Dire que l’on sort joyeux de cette expérience, serait exagéré. Un spectacle troublant, bouleversant, parfois on sourit même quand l’un des protagonistes nous propose un verre d’eau, puis nous demande de bien vouloir jeter le gobelet usagé, avant de quitter sa chambre.
Si cette création a été élaborée à Lausanne, rien d’étonnant : » Observer la mort en Suisse, dit Stefan Kaegi, c’est un peu comme faire un voyage vers le futur, les avancées technologiques sont stupéfiantes. ( …) En parallèle, il est désormais possible de décider de sa propre mort, grâce aux organismes d’assistance au suicide. La Suisse expérimente des projets avant-gardistes dont on discute actuellement dans toute l’ Europe. (…) Nachlass interroge des thèmes comme la médecine du futur, la mémoire, l’héritage immatériel. »

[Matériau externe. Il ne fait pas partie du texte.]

// Entry point for the offline nano-wallet tool.
// Nothing here talks to a node: every command works on keys, addresses
// and block JSON supplied on the command line.
use clap::Parser;
use data_encoding::HEXUPPER_PERMISSIVE;
use log::{error, info, LevelFilter};
use nano_wallet::{
    Block, BlockDeserializer, Command, NanoAccount, NanoError, Opt, PrivateKey, PublicKey, Settings,
};
use std::io::Read;
use std::process;

fn main() {
    // Info level by default; RUST_LOG still wins
    env_logger::builder()
        .filter_level(LevelFilter::Info)
        .parse_default_env()
        .init();

    let opt = Opt::parse();

    if let Err(e) = run(opt) {
        error!("Error: {e}");
        process::exit(1);
    }
}

fn load_settings(opt: &Opt) -> Result<Settings, NanoError> {
    let base = match &opt.config {
        Some(path) => {
            info!("Loading settings from {}", path.display());
            Settings::from_file(path)?
        }
        None => Settings::default(),
    };
    let mut settings = base.overlay_env()?;
    if let Some(prefix) = &opt.prefix {
        settings.address_prefix = prefix.clone();
        settings.validate()?;
    }
    Ok(settings)
}

fn run(opt: Opt) -> Result<(), Box<dyn std::error::Error>> {
    let settings = load_settings(&opt)?;
    let prefix = settings.address_prefix.as_str();

    match opt.command {
        Command::Generate => {
            let key = PrivateKey::generate()?;
            print_key(&key, prefix)?;
        }
        Command::Address { public_key } => {
            let account = NanoAccount::new(PublicKey::from_hex(&public_key)?, prefix)?;
            println!("{account}");
        }
        Command::ParseAddress { address } => {
            let account = NanoAccount::parse(&address)?;
            println!("Prefix:     {}", account.prefix());
            println!("Public key: {}", account.public_key());
            println!("Checksum:   {}", account.checksum());
        }
        Command::Derive { private_key } => {
            let key = PrivateKey::from_hex(&private_key)?;
            let account = NanoAccount::new(key.public_key(), prefix)?;
            println!("Public key: {}", account.public_key());
            println!("Address:    {account}");
        }
        Command::FromSeed { seed, index } => {
            let seed = decode_seed(&seed)?;
            let key = PrivateKey::from_seed(&seed, index);
            print_key(&key, prefix)?;
        }
        Command::HashBlock { block } => {
            let block = parse_block(&block)?;
            println!("{}", block.hash());
        }
        Command::VerifyBlock { block, signer } => {
            let block = parse_block(&block)?;
            let signer = match signer {
                Some(text) => *NanoAccount::parse(&text)?.public_key(),
                None => *block.account_key().ok_or(
                    "this block does not name its account; pass --signer",
                )?,
            };
            if block.verify_signature(&signer) {
                println!("Signature of {block} is valid");
            } else {
                return Err(format!("signature of {block} does not verify").into());
            }
        }
        Command::Config => {
            println!("address_prefix         = {}", settings.address_prefix);
            match settings.representative_account()? {
                Some(rep) => println!("default_representative = {rep}"),
                None => println!("default_representative = (none)"),
            }
            println!("max_publish_attempts   = {}", settings.max_publish_attempts);
            println!("receive_batch_size     = {}", settings.receive_batch_size);
            println!("receive_threshold_raw  = {}", settings.receive_threshold_raw);
        }
    }
    Ok(())
}

fn print_key(key: &PrivateKey, prefix: &str) -> Result<(), NanoError> {
    let account = NanoAccount::new(key.public_key(), prefix)?;
    println!("Private key: {}", key.to_hex());
    println!("Public key:  {}", account.public_key());
    println!("Address:     {account}");
    Ok(())
}

fn decode_seed(text: &str) -> Result<[u8; 32], NanoError> {
    let bytes = HEXUPPER_PERMISSIVE
        .decode(text.as_bytes())
        .map_err(|e| NanoError::format(format!("invalid seed hex: {e}")))?;
    bytes
        .try_into()
        .map_err(|_| NanoError::format("seed must be 32 bytes"))
}

fn parse_block(arg: &str) -> Result<Block, NanoError> {
    let text = if arg == "-" {
        let mut buf = String::new();
        std::io::stdin().read_to_string(&mut buf)?;
        buf
    } else {
        arg.to_string()
    };
    BlockDeserializer::default().deserialize_str(text.trim())
}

Mais loin de s’arrêter à un sujet de société, ou à une expérience macabre, ce memento mori, partagé collectivement, dans une grande proximité avec les autres spectateurs, et grâce à une mise en scène distanciée, reste avant tout réconfortant. Il nous invite à regarder la mort, donc la vie en face. À voir…
Mireille Davidovici
Spectacle vu le 26 mars, à Bonlieu/ Scène nationale d’Annecy (74).
Théâtre Vidy-Lausanne du 31 mars au 4 avril.
Festival Théâtre en mai, à Dijon, du 20 au 27 mai;
Le Maillon, à Strasbourg, du 1er au 11 juin ; Staatsschauspiel de Dresde du 16 au 24 juin.